The kitchen looks a mess. The dishwasher has not been emptied out. Dirty dishes pile up in the sink, empty beer bottles litter the table, cigarette smell emanates from the bin and the glass of the gas stove has been smeared with something I cannot identify.
The office in the attic looks only slightly better. The bins haven’t been emptied out, the boxes have not been tidied away. And when I open my desktop, I immediately notice that the latest editorial video that Anthony Cartwright and I recorded a week ago has not yet been uploaded onto youtube.
Back downstairs I put on yellow rubber gloves and begin to tackle the kitchen in a mad fury. I wish I didn’t need to come back. I wish I could just stay forever in the little cottage I rent in Norfolk from time to time. Live all alone – just writing and going for runs and not talking to anyone. Then no one could mess up my kitchen, my office, my life.
‘Hehem,’ I hear the Nymph clearing her throat in the corner. ‘Hello. Nice to see you back.’
‘I don’t want to talk to you,’ I say between clenched teeth.
‘I didn’t leave this mess,’ she says. ‘That was your son. You’re always in a bad mood when you come back to the house.’
She’s right. I find change-overs difficult. But I don’t want to admit that just at this moment. So I continue with my list of irritations.
‘You didn’t tidy the office. And don’t tell me that was James, because James worked from home this last week.’ I stop scrubbing the stove door. ‘But he’s in the doghouse too, ‘ I continue. ‘He didn’t even manage to upload the video.’
‘He tried though,’ I hear Peirene say. ‘But somehow the password had changed, and he needs you to rectify it.’
‘Oh, don’t always defend everyone.’ I have now turned to scrubbing the dirty pots where the dried residue of food has been stuck for days.

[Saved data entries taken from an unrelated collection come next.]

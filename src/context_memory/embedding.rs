use regex::Regex;
use std::collections::hash_map::DefaultHasher;
use std::hash::{Hash, Hasher};
use std::sync::{Arc, LazyLock};
use tracing::warn;

use crate::config::Config;

pub const DEFAULT_DIMENSION: usize = 512;

static TOKEN_RE: LazyLock<Regex> =
    LazyLock::new(|| Regex::new(r"\p{L}+|\p{N}+").expect("token pattern should compile"));

/// Text embedding capability used for document similarity.
pub trait Embedder: Send + Sync {
    fn embed_batch(&self, texts: &[&str]) -> Vec<Vec<f32>>;
}

/// Feature-hashed bag of lower-cased words and character trigrams, L2-normalized.
#[derive(Debug, Clone)]
pub struct HashingEmbedder {
    dimension: usize,
}

impl HashingEmbedder {
    pub fn new(dimension: usize) -> Self {
        Self {
            dimension: dimension.max(1),
        }
    }

    fn bucket(&self, feature: &str) -> usize {
        let mut hasher = DefaultHasher::new();
        feature.hash(&mut hasher);
        (hasher.finish() % self.dimension as u64) as usize
    }

    pub fn embed(&self, text: &str) -> Vec<f32> {
        let mut vector = vec![0.0f32; self.dimension];

        for token in TOKEN_RE.find_iter(text) {
            let word = token.as_str().to_lowercase();
            vector[self.bucket(&word)] += 1.0;

            let padded: Vec<char> = format!(" {} ", word).chars().collect();
            for trigram in padded.windows(3) {
                let gram: String = trigram.iter().collect();
                vector[self.bucket(&format!("#{}", gram))] += 0.5;
            }
        }

        let norm = vector.iter().map(|x| x * x).sum::<f32>().sqrt();
        if norm > 0.0 {
            vector.iter_mut().for_each(|x| *x /= norm);
        }
        vector
    }
}

impl Default for HashingEmbedder {
    fn default() -> Self {
        Self::new(DEFAULT_DIMENSION)
    }
}

impl Embedder for HashingEmbedder {
    fn embed_batch(&self, texts: &[&str]) -> Vec<Vec<f32>> {
        texts.iter().map(|text| self.embed(text)).collect()
    }
}

/// The ONNX sentence model when built with `onnx` and `EMBEDDING_MODEL_DIR`
/// loads, otherwise the hashing embedder.
pub fn default_embedder(config: &Config) -> Arc<dyn Embedder> {
    let Some(model_dir) = &config.embedding_model_dir else {
        return Arc::new(HashingEmbedder::default());
    };

    #[cfg(feature = "onnx")]
    match super::onnx::OnnxEmbedder::load(model_dir) {
        Ok(embedder) => return Arc::new(embedder),
        Err(e) => warn!("Falling back to hashing embeddings: {:#}", e),
    }

    #[cfg(not(feature = "onnx"))]
    warn!(
        "EMBEDDING_MODEL_DIR={} ignored, built without the onnx feature",
        model_dir.display()
    );

    Arc::new(HashingEmbedder::default())
}

/// Cosine similarity; 0.0 for empty, mismatched or zero-magnitude vectors.
pub fn cosine_similarity(a: &[f32], b: &[f32]) -> f32 {
    if a.is_empty() || b.is_empty() || a.len() != b.len() {
        return 0.0;
    }

    let mag_a = a.iter().map(|x| x * x).sum::<f32>().sqrt();
    let mag_b = b.iter().map(|x| x * x).sum::<f32>().sqrt();
    if mag_a == 0.0 || mag_b == 0.0 {
        return 0.0;
    }

    let dot: f32 = a.iter().zip(b).map(|(x, y)| x * y).sum();
    (dot / (mag_a * mag_b)).clamp(-1.0, 1.0)
}

/// String similarity used to match stored corrections.
#[derive(Debug, Clone, Copy, Default, PartialEq, Eq)]
pub enum FuzzyMetric {
    #[default]
    JaroWinkler,
    /// Levenshtein ratio, `1 - distance / max_len`.
    Levenshtein,
}

impl FuzzyMetric {
    pub fn similarity(&self, a: &str, b: &str) -> f64 {
        match self {
            FuzzyMetric::JaroWinkler => strsim::jaro_winkler(a, b),
            FuzzyMetric::Levenshtein => strsim::normalized_levenshtein(a, b),
        }
    }
}
pub mod text;
use image::{DynamicImage, GrayImage};
use std::path::{Path, PathBuf};
use tempfile::TempDir;
use tesseract::{PageSegMode, Tesseract};
use tracing::debug;

use crate::config::Config;
use crate::ocr::engine::{OcrEngine, RecognitionParams, TesseractCliEngine};
use crate::ocr::error::OcrError;

/// In-process libtesseract recognition. Page counting and rendering still go
/// through poppler.
pub struct NativeTesseractEngine {
    poppler: TesseractCliEngine,
    tessdata: Option<PathBuf>,
}

impl NativeTesseractEngine {
    pub fn from_config(config: &Config) -> Self {
        let tessdata = config
            .tesseract_folder
            .as_ref()
            .map(|dir| dir.join("tessdata"))
            .filter(|dir| dir.is_dir());
        Self {
            poppler: TesseractCliEngine::from_config(config),
            tessdata,
        }
    }
}

/// Indexed by tesseract's `--psm` number.
const SEGMENTATION_MODES: [PageSegMode; 14] = [
    PageSegMode::PsmOsdOnly,
    PageSegMode::PsmAutoOsd,
    PageSegMode::PsmAutoOnly,
    PageSegMode::PsmAuto,
    PageSegMode::PsmSingleColumn,
    PageSegMode::PsmSingleBlockVertText,
    PageSegMode::PsmSingleBlock,
    PageSegMode::PsmSingleLine,
    PageSegMode::PsmSingleWord,
    PageSegMode::PsmCircleWord,
    PageSegMode::PsmSingleChar,
    PageSegMode::PsmSparseText,
    PageSegMode::PsmSparseTextOsd,
    PageSegMode::PsmRawLine,
];

fn page_seg_mode(psm: u32) -> PageSegMode {
    SEGMENTATION_MODES
        .into_iter()
        .nth(psm as usize)
        .unwrap_or(PageSegMode::PsmAuto)
}

impl OcrEngine for NativeTesseractEngine {
    fn page_count(&self, path: &Path) -> Result<usize, OcrError> {
        self.poppler.page_count(path)
    }

    fn render_page(&self, path: &Path, page: usize, dpi: u32) -> Result<DynamicImage, OcrError> {
        self.poppler.render_page(path, page, dpi)
    }

    fn recognize(&self, page: &GrayImage, params: &RecognitionParams) -> Result<String, OcrError> {
        let workdir = TempDir::new()?;
        let image_path = workdir.path().join("page.png");
        page.save(&image_path)?;
        let image_path = image_path.to_string_lossy().to_string();

        let datapath = self.tessdata.as_ref().map(|p| p.to_string_lossy().to_string());
        let mut tesseract = Tesseract::new(datapath.as_deref(), Some(params.language.as_str()))
            .map_err(|e| OcrError::InitializationFailed { details: e.to_string() })?
            .set_image(&image_path)
            .map_err(|e| OcrError::InvalidImageFormat { details: e.to_string() })?;

        tesseract.set_page_seg_mode(page_seg_mode(params.psm));
        // The bound crate exposes no engine-mode setter after init.
        debug!("Native tesseract ignores OEM {}", params.oem);

        tesseract.get_text().map_err(|e| OcrError::RecognitionFailed {
            details: format!("libtesseract returned no text: {}", e),
        })
    }
}
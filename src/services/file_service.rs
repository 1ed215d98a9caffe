//! Archive naming and copying.

use chrono::{Datelike, Local};
use regex::Regex;
use std::path::{Path, PathBuf};
use std::sync::LazyLock;
use tokio::fs;
use tracing::{error, info, warn};

use crate::metadata_extraction::ENTITY_MODEL_MISSING;
use crate::models::MetadataRecord;
use crate::services::counter_service::{CounterKey, CounterStore, SynthesisError};
use crate::utils::text::truncate_chars;

pub const ARCHIVE_EXTENSION: &str = "pdf";
const SENDER_MAX_CHARS: usize = 30;
const SUBJECT_MAX_CHARS: usize = 50;

static ILLEGAL_CHARS: LazyLock<Regex> =
    LazyLock::new(|| Regex::new(r#"[\\/*?:"<>|]"#).expect("illegal character pattern should compile"));

fn clean(value: &str) -> String {
    ILLEGAL_CHARS.replace_all(value, "").trim().to_string()
}

/// Name used when nothing useful is known about a document.
pub fn fallback_filename(sequence: u64) -> String {
    format!("document-to-verify-{}.{}", sequence, ARCHIVE_EXTENSION)
}

/// Builds `{n}[_{signature}][_{number}-{sender}-{type}-{subject}].pdf`,
/// advancing the counter for `mode` in the current year.
pub fn synthesize_filename(
    record: &MetadataRecord,
    mode: &str,
    counters: &CounterStore,
) -> Result<String, SynthesisError> {
    synthesize_filename_for_year(record, mode, Local::now().year(), counters)
}

pub fn synthesize_filename_for_year(
    record: &MetadataRecord,
    mode: &str,
    year: i32,
    counters: &CounterStore,
) -> Result<String, SynthesisError> {
    let sequence = counters.increment_and_get(&CounterKey::new(mode, year))?;

    let subject = if record.subject == ENTITY_MODEL_MISSING {
        ""
    } else {
        record.subject.as_str()
    };

    let signature = clean(&record.case_signature).replace(' ', "_");
    let number = clean(&record.document_number).replace(' ', "-");
    let sender = clean(&record.sender_recipient).to_uppercase().replace(' ', "-");
    let sender = truncate_chars(&sender, SENDER_MAX_CHARS);
    let doc_type = clean(&record.document_type).to_uppercase().replace(' ', "-");
    let subject = clean(subject).replace(' ', "-");
    let subject = truncate_chars(&subject, SUBJECT_MAX_CHARS);

    let mut name = sequence.to_string();
    if !signature.is_empty() {
        name.push('_');
        name.push_str(&signature);
    }
    let parts: Vec<&str> = [number.as_str(), sender, doc_type.as_str(), subject]
        .into_iter()
        .filter(|part| !part.is_empty())
        .collect();
    if !parts.is_empty() {
        name.push('_');
        name.push_str(&parts.join("-"));
    }

    if name == sequence.to_string() {
        return Ok(fallback_filename(sequence));
    }
    Ok(format!("{}.{}", name, ARCHIVE_EXTENSION))
}

/// Replaces every character outside `[A-Za-z0-9._-]` with `_`.
pub fn sanitize_archive_name(name: &str) -> String {
    name.chars()
        .map(|c| {
            if c.is_ascii_alphanumeric() || matches!(c, '.' | '_' | '-') {
                c
            } else {
                '_'
            }
        })
        .collect()
}

fn is_safe_filename(name: &str) -> bool {
    !name.is_empty()
        && name != "."
        && name != ".."
        && !name
            .chars()
            .any(|c| c.is_control() || matches!(c, '<' | '>' | ':' | '"' | '/' | '\\' | '|' | '?' | '*'))
}

/// Copies `source` into `dest_dir` under a sanitized `desired_name` and
/// returns that name. Problems are logged and give `None`; the source file is
/// never touched.
pub async fn archive_copy(source: &Path, dest_dir: &Path, desired_name: &str) -> Option<String> {
    let Some(base) = Path::new(desired_name).file_name().and_then(|n| n.to_str()) else {
        warn!("Skipping {}: no usable file name in {:?}", source.display(), desired_name);
        return None;
    };

    let safe_name = sanitize_archive_name(base);
    if !is_safe_filename(&safe_name) {
        warn!("Skipping {}: file name {:?} is not allowed", source.display(), safe_name);
        return None;
    }

    let dest = dest_dir.join(&safe_name);
    match copy_preserving_mtime(source, &dest).await {
        Ok(()) => {
            info!("Archived {} as {}", source.display(), safe_name);
            Some(safe_name)
        }
        Err(e) => {
            error!("Failed to copy {} to {}: {}", source.display(), dest.display(), e);
            None
        }
    }
}

async fn copy_preserving_mtime(source: &Path, dest: &Path) -> std::io::Result<()> {
    fs::copy(source, dest).await?;
    let modified = fs::metadata(source).await?.modified()?;

    let dest: PathBuf = dest.to_path_buf();
    tokio::task::spawn_blocking(move || {
        std::fs::File::options()
            .write(true)
            .open(&dest)?
            .set_modified(modified)
    })
    .await
    .map_err(std::io::Error::other)?
}

/// Creates the archive directory if needed.
pub async fn prepare_output_dir(dir: &Path) -> std::io::Result<()> {
    fs::create_dir_all(dir).await?;
    info!("Ensured archive directory exists: {}", dir.display());
    Ok(())
}

#[cfg(test)]
mod tests {
    use super::*;
    use crate::models::MetadataField;
    use std::time::{Duration, SystemTime};
    use tempfile::TempDir;

    fn sample_record() -> MetadataRecord {
        let mut record = MetadataRecord::new();
        record.set(MetadataField::CaseSignature, "Sygnatura");
        record.set(MetadataField::DocumentNumber, "123");
        record.set(MetadataField::SenderRecipient, "Ministerstwo");
        record.set(MetadataField::DocumentType, "Umowa");
        record.set(MetadataField::Subject, "w sprawie");
        record
    }

    #[test]
    fn test_synthesize_increments_per_call() {
        let counters = CounterStore::new();
        let record = sample_record();

        let first = synthesize_filename_for_year(&record, "KP", 2024, &counters).unwrap();
        let second = synthesize_filename_for_year(&record, "KP", 2024, &counters).unwrap();

        assert_eq!(first, "1_Sygnatura_123-MINISTERSTWO-UMOWA-w-sprawie.pdf");
        assert_eq!(second, "2_Sygnatura_123-MINISTERSTWO-UMOWA-w-sprawie.pdf");
        assert_eq!(counters.get(&CounterKey::new("KP", 2024)), 2);
    }

    #[test]
    fn test_synthesize_cleans_and_truncates() {
        let counters = CounterStore::new();
        let mut record = MetadataRecord::new();
        record.set(MetadataField::CaseSignature, "I C 12/20");
        record.set(MetadataField::DocumentNumber, "FV 1/2024");
        record.set(MetadataField::SenderRecipient, "Przedsiębiorstwo Usług Komunalnych Sp. z o.o.");
        record.set(MetadataField::Subject, "a".repeat(80));

        let name = synthesize_filename_for_year(&record, "", 2024, &counters).unwrap();

        assert_eq!(
            name,
            format!("1_I_C_1220_FV-12024-PRZEDSIĘBIORSTWO-USŁUG-KOMUNAL-{}.pdf", "a".repeat(50))
        );
        assert_eq!(counters.get(&CounterKey::new("LP", 2024)), 1);
    }

    #[test]
    fn test_synthesize_fallback_uses_counter() {
        let counters = CounterStore::new();
        let mut record = MetadataRecord::new();
        record.set(MetadataField::Date, "2024-01-01");
        record.set(MetadataField::Subject, ENTITY_MODEL_MISSING);

        let name = synthesize_filename_for_year(&record, "KP", 2024, &counters).unwrap();
        assert_eq!(name, "document-to-verify-1.pdf");
    }

    #[test]
    fn test_sanitize_archive_name() {
        assert_eq!(sanitize_archive_name("bad\nname.txt"), "bad_name.txt");
        assert_eq!(sanitize_archive_name("żółć.txt"), "____.txt");
        assert_eq!(sanitize_archive_name("ok-name_1.pdf"), "ok-name_1.pdf");
    }

    #[tokio::test]
    async fn test_archive_copy() {
        let temp_dir = TempDir::new().unwrap();
        let source = temp_dir.path().join("scan.pdf");
        std::fs::write(&source, b"%PDF-1.4 test").unwrap();
        let old = SystemTime::now() - Duration::from_secs(86_400);
        std::fs::File::options().write(true).open(&source).unwrap().set_modified(old).unwrap();

        let dest = temp_dir.path().join("out");
        prepare_output_dir(&dest).await.unwrap();

        let name = archive_copy(&source, &dest, "bad\nname.txt").await;
        assert_eq!(name.as_deref(), Some("bad_name.txt"));
        let copied = dest.join("bad_name.txt");
        assert_eq!(std::fs::read(&copied).unwrap(), b"%PDF-1.4 test");
        assert_eq!(
            std::fs::metadata(&copied).unwrap().modified().unwrap(),
            std::fs::metadata(&source).unwrap().modified().unwrap()
        );
        assert!(source.exists());

        assert_eq!(archive_copy(&source, &dest, "żółć.txt").await.as_deref(), Some("____.txt"));
        assert!(dest.join("____.txt").exists());
    }

    #[tokio::test]
    async fn test_archive_copy_skips_bad_input() {
        let temp_dir = TempDir::new().unwrap();
        let source = temp_dir.path().join("scan.pdf");
        std::fs::write(&source, b"data").unwrap();

        assert_eq!(archive_copy(&source, temp_dir.path(), "..").await, None);
        assert_eq!(archive_copy(&source, temp_dir.path(), "").await, None);
        assert_eq!(
            archive_copy(&temp_dir.path().join("missing.pdf"), temp_dir.path(), "x.pdf").await,
            None
        );
        assert_eq!(
            archive_copy(&source, temp_dir.path(), "nested/dir/name.pdf").await.as_deref(),
            Some("name.pdf")
        );
    }
}
#[cfg(test)]
mod tests {
    use super::super::*;
    use crate::config::OcrSettings;
    use crate::models::{OCR_EMPTY_DOCUMENT, OCR_SUCCESS};
    use crate::ocr::engine::OcrEngine;
    use crate::ocr::health::{check_languages, parse_language_listing};
    use image::{DynamicImage, GrayImage, Luma};
    use std::collections::HashMap;
    use std::path::{Path, PathBuf};
    use std::sync::{Arc, Mutex};
    use std::time::Duration;
    use tokio_util::sync::CancellationToken;

    /// Documents are keyed by file name. Rendered pages encode their page
    /// number in the image width so `recognize` can echo it back.
    #[derive(Default)]
    struct FakeEngine {
        pages: HashMap<String, usize>,
        broken: Vec<String>,
        slow: Vec<String>,
        renders: Mutex<Vec<String>>,
        cancel_on: Option<(String, CancellationToken)>,
        preliminary_text: String,
        languages: Mutex<Vec<String>>,
    }

    impl FakeEngine {
        fn with_pages(docs: &[(&str, usize)]) -> Self {
            Self {
                pages: docs.iter().map(|(n, p)| (n.to_string(), *p)).collect(),
                preliminary_text: "Umowa w sprawie dostawy".to_string(),
                ..Default::default()
            }
        }

        fn name(path: &Path) -> String {
            path.file_name().unwrap().to_string_lossy().to_string()
        }
    }

    impl OcrEngine for FakeEngine {
        fn page_count(&self, path: &Path) -> Result<usize, OcrError> {
            self.pages
                .get(&Self::name(path))
                .copied()
                .ok_or_else(|| OcrError::EmptyDocument { path: path.display().to_string() })
        }

        fn render_page(&self, path: &Path, page: usize, _dpi: u32) -> Result<DynamicImage, OcrError> {
            let name = Self::name(path);
            self.renders.lock().unwrap().push(name.clone());
            if let Some((target, token)) = &self.cancel_on {
                if *target == name {
                    token.cancel();
                }
            }
            if self.slow.contains(&name) {
                std::thread::sleep(Duration::from_millis(400));
            }
            if self.broken.contains(&name) {
                return Err(OcrError::RecognitionFailed {
                    details: "engine crashed".to_string(),
                });
            }
            let width = 10 + page as u32;
            Ok(DynamicImage::ImageLuma8(GrayImage::from_pixel(width, 8, Luma([255]))))
        }

        fn recognize(&self, page: &GrayImage, params: &RecognitionParams) -> Result<String, OcrError> {
            self.languages.lock().unwrap().push(params.language.clone());
            if params.language == "pol+eng" {
                return Ok(self.preliminary_text.clone());
            }
            Ok(format!("page {}\n", page.width() - 10))
        }
    }

    fn settings(workers: usize) -> OcrSettings {
        OcrSettings {
            language: "pol".to_string(),
            workers,
            timeout: Duration::from_secs(30),
            ..OcrSettings::default()
        }
    }

    fn paths(names: &[&str]) -> Vec<PathBuf> {
        names.iter().map(|n| PathBuf::from(format!("/scans/{}", n))).collect()
    }

    #[test]
    fn test_ocr_error_types() {
        let err = OcrError::TesseractNotInstalled;
        assert_eq!(err.error_code(), "OCR_NOT_INSTALLED");
        assert!(!err.is_recoverable());
        assert!(err.is_configuration_error());

        let err = OcrError::OcrTimeout {
            elapsed: Duration::from_millis(50),
        };
        assert_eq!(err.to_string(), "timed out after 50ms");
        assert_eq!(err.error_code(), "OCR_TIMEOUT");
        assert!(err.is_recoverable());
        assert!(!err.is_configuration_error());

        let err = OcrError::LanguageDataNotFound { lang: "pol".to_string() };
        assert!(err.to_string().contains("tesseract-ocr-pol"));
        assert!(err.is_configuration_error());
    }

    #[test]
    fn test_diagnostics_report() {
        let report = crate::ocr::health::OcrDiagnostics {
            tesseract_version: Some("tesseract 5.3.0".to_string()),
            poppler_version: None,
            available_languages: vec!["eng".to_string(), "pol".to_string()],
        }
        .to_string();

        assert!(report.contains("tesseract: tesseract 5.3.0"));
        assert!(report.contains("poppler:   missing"));
        assert!(report.ends_with("languages: eng pol"));
    }

    #[test]
    fn test_language_listing_validation() {
        let listing = "List of available languages in \"/usr/share/tessdata/\" (3):\neng\npol\nosd\n";
        let langs = parse_language_listing(listing);
        assert_eq!(langs, vec!["eng", "osd", "pol"]);

        assert!(check_languages("pol+eng", &langs).is_ok());
        assert!(matches!(
            check_languages("pol+deu", &langs),
            Err(OcrError::LanguageDataNotFound { lang }) if lang == "deu"
        ));
        assert!(check_languages("", &langs).is_err());
    }

    #[tokio::test]
    async fn test_batch_results_align_with_inputs() {
        let engine = Arc::new(FakeEngine::with_pages(&[("a.pdf", 2), ("b.pdf", 1), ("c.pdf", 3)]));
        let pool = OcrWorkerPool::new(engine, settings(2));
        let (sink, aggregator) = ProgressAggregator::channel();

        let outcome = pool
            .extract(&paths(&["a.pdf", "b.pdf", "c.pdf"]), &CancellationToken::new(), Some(sink))
            .await;

        assert_eq!(outcome.results.len(), 3);
        assert_eq!(outcome.total_pages, 6);
        let texts: Vec<&str> = outcome
            .results
            .iter()
            .map(|r| r.as_ref().unwrap().text.as_str())
            .collect();
        assert_eq!(texts, vec!["page 1\npage 2", "page 1", "page 1\npage 2\npage 3"]);
        assert!(outcome.results.iter().all(|r| r.as_ref().unwrap().status == OCR_SUCCESS));

        let progress = aggregator.finish().await;
        assert_eq!(progress, ProgressSnapshot { pages_done: 6, total_pages: 6 });
    }

    #[tokio::test]
    async fn test_engine_failure_is_isolated() {
        let mut engine = FakeEngine::with_pages(&[("1.pdf", 1), ("2.pdf", 2), ("3.pdf", 1)]);
        engine.broken.push("2.pdf".to_string());
        let pool = OcrWorkerPool::new(Arc::new(engine), settings(3));

        let outcome = pool
            .extract(&paths(&["1.pdf", "2.pdf", "3.pdf"]), &CancellationToken::new(), None)
            .await;

        assert_eq!(outcome.results.len(), 3);
        let failed = outcome.results[1].as_ref().unwrap();
        assert!(!failed.is_success());
        assert!(failed.status.contains("engine crashed"));
        assert_eq!(failed.text, failed.status);
        assert!(outcome.results[0].as_ref().unwrap().is_success());
        assert!(outcome.results[2].as_ref().unwrap().is_success());
    }

    #[tokio::test]
    async fn test_cancel_before_start_leaves_all_slots_empty() {
        let engine = Arc::new(FakeEngine::with_pages(&[("a.pdf", 4), ("b.pdf", 5)]));
        let pool = OcrWorkerPool::new(engine, settings(2));
        let cancel = CancellationToken::new();
        cancel.cancel();

        let outcome = pool.extract(&paths(&["a.pdf", "b.pdf", "missing.pdf"]), &cancel, None).await;

        assert_eq!(outcome.results.len(), 3);
        assert!(outcome.results.iter().all(Option::is_none));
        assert_eq!(outcome.total_pages, 9);
    }

    #[tokio::test]
    async fn test_cancel_mid_batch_finishes_in_flight_file() {
        let cancel = CancellationToken::new();
        let mut engine = FakeEngine::with_pages(&[("a.pdf", 2), ("b.pdf", 1), ("c.pdf", 1)]);
        engine.cancel_on = Some(("a.pdf".to_string(), cancel.clone()));
        let pool = OcrWorkerPool::new(Arc::new(engine), settings(1));

        let outcome = pool.extract(&paths(&["a.pdf", "b.pdf", "c.pdf"]), &cancel, None).await;

        assert_eq!(outcome.results.len(), 3);
        assert_eq!(outcome.results[0].as_ref().unwrap().text, "page 1\npage 2");
        assert!(outcome.results[1].is_none());
        assert!(outcome.results[2].is_none());
        assert_eq!(outcome.processed(), 1);
    }

    #[tokio::test]
    async fn test_empty_document_gets_distinct_status() {
        let engine = Arc::new(FakeEngine::with_pages(&[("ok.pdf", 1), ("zero.pdf", 0)]));
        let pool = OcrWorkerPool::new(engine, settings(2));

        let outcome = pool
            .extract(&paths(&["ok.pdf", "zero.pdf", "broken.pdf"]), &CancellationToken::new(), None)
            .await;

        assert!(outcome.results[0].as_ref().unwrap().is_success());
        for slot in &outcome.results[1..] {
            let result = slot.as_ref().unwrap();
            assert_eq!(result.status, OCR_EMPTY_DOCUMENT);
            assert!(result.text.is_empty());
        }
        assert_eq!(outcome.total_pages, 1);
    }

    #[tokio::test]
    async fn test_auto_language_runs_preliminary_pass() {
        let mut engine = FakeEngine::with_pages(&[("letter.pdf", 1)]);
        engine.preliminary_text = "Dear Sir, this is the invoice for the work".to_string();
        let engine = Arc::new(engine);
        let pool = OcrWorkerPool::new(engine.clone(), settings(1));
        let params = RecognitionParams {
            language: "auto".to_string(),
            psm: 3,
            oem: 3,
        };

        let outcome = pool
            .extract_batch(&paths(&["letter.pdf"]), &CancellationToken::new(), None, &params)
            .await;

        assert!(outcome.results[0].as_ref().unwrap().is_success());
        let languages = engine.languages.lock().unwrap().clone();
        assert_eq!(languages, vec!["pol+eng".to_string(), "eng".to_string()]);
    }

    #[tokio::test]
    async fn test_file_deadline_produces_timeout_status() {
        let mut engine = FakeEngine::with_pages(&[("slow.pdf", 1), ("fast.pdf", 1)]);
        engine.slow.push("slow.pdf".to_string());
        let mut ocr_settings = settings(2);
        ocr_settings.timeout = Duration::from_millis(50);
        let pool = OcrWorkerPool::new(Arc::new(engine), ocr_settings);

        let outcome = pool
            .extract(&paths(&["slow.pdf", "fast.pdf"]), &CancellationToken::new(), None)
            .await;

        let slow = outcome.results[0].as_ref().unwrap();
        assert!(slow.status.contains("timed out after 50ms"));
        assert!(outcome.results[1].as_ref().unwrap().is_success());
    }

    #[tokio::test]
    async fn test_word_lists_only_apply_when_configured() {
        let engine = Arc::new(FakeEngine::with_pages(&[("a.pdf", 1)]));
        let raw = OcrWorkerPool::new(engine.clone(), settings(1))
            .extract(&paths(&["a.pdf"]), &CancellationToken::new(), None)
            .await;
        assert_eq!(raw.results[0].as_ref().unwrap().text, "page 1");

        let dir = tempfile::TempDir::new().unwrap();
        std::fs::write(dir.path().join("pol.txt"), "pago\n").unwrap();
        let mut corrected_settings = settings(1);
        corrected_settings.dictionary_dir = Some(dir.path().to_path_buf());
        let corrected = OcrWorkerPool::new(engine, corrected_settings)
            .extract(&paths(&["a.pdf"]), &CancellationToken::new(), None)
            .await;
        assert_eq!(corrected.results[0].as_ref().unwrap().text, "pago 1");
    }

    #[tokio::test]
    async fn test_expired_file_stops_at_next_page() {
        let mut engine = FakeEngine::with_pages(&[("slow.pdf", 3), ("next.pdf", 1)]);
        engine.slow.push("slow.pdf".to_string());
        let engine = Arc::new(engine);
        let mut ocr_settings = settings(1);
        ocr_settings.timeout = Duration::from_millis(50);
        let pool = OcrWorkerPool::new(engine.clone(), ocr_settings);
        let (sink, aggregator) = ProgressAggregator::channel();

        let started = std::time::Instant::now();
        let outcome = pool
            .extract(&paths(&["slow.pdf", "next.pdf"]), &CancellationToken::new(), Some(sink))
            .await;
        let progress = aggregator.finish().await;
        let elapsed = started.elapsed();

        assert!(!outcome.results[0].as_ref().unwrap().is_success());
        // The single worker slot frees only once the abandoned page returns,
        // so the next file sees its own full deadline.
        assert!(outcome.results[1].as_ref().unwrap().is_success());
        assert_eq!(progress, ProgressSnapshot { pages_done: 1, total_pages: 4 });

        let renders = engine.renders.lock().unwrap().clone();
        assert_eq!(renders, vec!["slow.pdf".to_string(), "next.pdf".to_string()]);
        assert!(elapsed < Duration::from_millis(1000), "took {:?}", elapsed);
    }
}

For a while Peirene is silent. Then she says: ‘Well, you might not be pleased to see me. But I’m pleased to see you. It’d be a pity if you were just living on your own and writing from dawn to dusk. We’re such a good team running this publishing house. I couldn’t do it without you.’
It takes a moment for the Nymph’s words to sink in, but then I take off my rubber gloves, turn to her and give her big hug. ‘I’m actually pleased to see you too. I like doing both, publishing and writing. But transitions are always painful for me.’
Peirene, who sometimes understand me better than I understand myself, just says ‘I know’.